Saved entries:
//! Digit arrays and the sign transform.

use std::fmt::Display;

use ndarray::{Array1, Array2};
use tracing::debug;

use crate::error::{BitsError, BitsResult};

/// Line width at which [`format_array`] wraps, matching numpy's default.
const LINE_WIDTH: usize = 75;

/// Map each ASCII digit to its value: `"1010"` → `[1, 0, 1, 0]`.
pub fn digits_to_u8(digits: &str) -> BitsResult<Array1<u8>> {
    digits
        .chars()
        .enumerate()
        .map(|(position, ch)| match ch {
            '0'..='9' => Ok(ch as u8 - b'0'),
            _ => Err(BitsError::InvalidDigit { ch, position }),
        })
        .collect::<BitsResult<Vec<u8>>>()
        .map(Array1::from)
}

/// Reshape a copy of `values` to `(rows, cols)`.
///
/// Callers drop the result; `values` itself is never modified. A shape that
/// does not hold exactly `values.len()` elements is an error.
pub fn reshape_discarded(values: &Array1<u8>, (rows, cols): (usize, usize)) -> BitsResult<Array2<u8>> {
    let reshaped = values
        .to_shape((rows, cols))
        .map_err(|_| BitsError::Shape {
            len: values.len(),
            rows,
            cols,
        })?
        .to_owned();
    debug!(?reshaped, "reshaped copy discarded");
    Ok(reshaped)
}

/// Negate every value, then replace zeros by one: `[1, 0, 2]` → `[-1, 1, -2]`.
pub fn sign_transform(values: &Array1<u8>) -> Array1<i16> {
    let mut signs = values.mapv(|v| -i16::from(v));
    signs.mapv_inplace(|s| if s == 0 { 1 } else { s });
    signs
}

/// Print a 1-D array the way numpy does: `[-1  1 -1  1]`.
///
/// Elements are right-aligned to the widest one and separated by a space.
/// Lines longer than 75 characters wrap with a one-space indent.
pub fn format_array<T: Display>(values: &Array1<T>) -> String {
    let items: Vec<String> = values.iter().map(ToString::to_string).collect();
    let width = items.iter().map(String::len).max().unwrap_or(0);

    let mut out = String::from("[");
    let mut line_len = 1;
    for (i, item) in items.iter().enumerate() {
        let cell = format!("{item:>width$}");
        if i > 0 {
            // Room for the separator, the cell and a closing bracket.
            if line_len + 1 + cell.len() + 1 > LINE_WIDTH {
                out.push_str("\n ");
                line_len = 1;
            } else {
                out.push(' ');
                line_len += 1;
            }
        }
        out.push_str(&cell);
        line_len += cell.len();
    }
    out.push(']');
    out
}
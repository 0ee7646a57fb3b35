//! The bit-sign experiment as one runnable unit.

use ndarray::Array1;
use serde::Serialize;
use tracing::{debug, instrument};

use crate::config::ExperimentConfig;
use crate::digits::{digits_to_u8, format_array, reshape_discarded, sign_transform};
use crate::error::BitsResult;
use crate::text::{python_list_repr, slice_chars, split_whitespace};

/// Runs the text and array steps described by an [`ExperimentConfig`].
#[derive(Debug, Clone)]
pub struct BitSignExperiment {
    config: ExperimentConfig,
}

/// Everything the experiment prints, in order.
#[derive(Debug, Clone, PartialEq, Serialize)]
pub struct BitSignReport {
    pub slice: String,
    pub split: Vec<String>,
    pub digits: Vec<u8>,
    pub signs: Vec<i16>,
}

impl BitSignExperiment {
    pub fn new(config: ExperimentConfig) -> Self {
        Self { config }
    }

    pub fn config(&self) -> &ExperimentConfig {
        &self.config
    }

    /// Run every step. Any digit or shape error stops the run.
    #[instrument(skip(self))]
    pub fn run(&self) -> BitsResult<BitSignReport> {
        let cfg = &self.config;

        let slice = slice_chars(&cfg.slice_text, &cfg.slice);
        debug!(scalar = cfg.scalar, "scalar assigned, unused");
        let split = split_whitespace(&cfg.split_text);

        let digits = digits_to_u8(&cfg.digits)?;
        reshape_discarded(&digits, cfg.shape)?;
        let signs = sign_transform(&digits);
        debug!(?digits, ?signs, "sign transform done");

        Ok(BitSignReport {
            slice,
            split,
            digits: digits.to_vec(),
            signs: signs.to_vec(),
        })
    }
}

impl BitSignReport {
    pub fn slice_line(&self) -> String {
        self.slice.clone()
    }

    pub fn split_line(&self) -> String {
        python_list_repr(&self.split)
    }

    pub fn array_line(&self) -> String {
        format_array(&Array1::from(self.signs.clone()))
    }

    /// The three printed lines, in order.
    pub fn lines(&self) -> [String; 3] {
        [self.slice_line(), self.split_line(), self.array_line()]
    }
}
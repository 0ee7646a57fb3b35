//! Backend errors.

use thiserror::Error;

/// Everything a backend call can fail with.
#[derive(Debug, Error)]
#[non_exhaustive]
pub enum HalError {
    #[error("Backend not available: {0}")]
    BackendUnavailable(String),

    #[error("Invalid backend configuration: {0}")]
    Configuration(String),

    /// The circuit failed [`Backend::validate`](crate::Backend::validate).
    #[error("Invalid circuit: {0}")]
    InvalidCircuit(String),

    #[error("Circuit exceeds backend capabilities: {0}")]
    CircuitTooLarge(String),

    #[error("Invalid shots: {0}")]
    InvalidShots(String),

    #[error("Job not found: {0}")]
    JobNotFound(String),

    #[error("Job failed: {0}")]
    JobFailed(String),

    #[error("Job cancelled")]
    JobCancelled,

    #[error("Timeout waiting for job {0}")]
    Timeout(String),

    /// A result was asked for data the job did not produce, e.g. a statevector
    /// from a circuit without a save directive.
    #[error("Result has no {0}")]
    MissingData(String),

    #[error("Invalid statevector: {0}")]
    InvalidStatevector(String),
}

pub type HalResult<T> = Result<T, HalError>;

REQUIREMENT -> Beginning at the line with "signs.mapv_inplace(|s| if s" and ending at the line with "let items: Vec<String>", reproduce each line of the data above exactly, and add no other lines.

RESPONSE TO THE TASK ->
    signs.mapv_inplace(|s| if s == 0 { 1 } else { s });
    signs
}

/// Print a 1-D array the way numpy does: `[-1  1 -1  1]`.
///
/// Elements are right-aligned to the widest one and separated by a space.
/// Lines longer than 75 characters wrap with a one-space indent.
pub fn format_array<T: Display>(values: &Array1<T>) -> String {
    let items: Vec<String> = values.iter().map(ToString::to_string).collect();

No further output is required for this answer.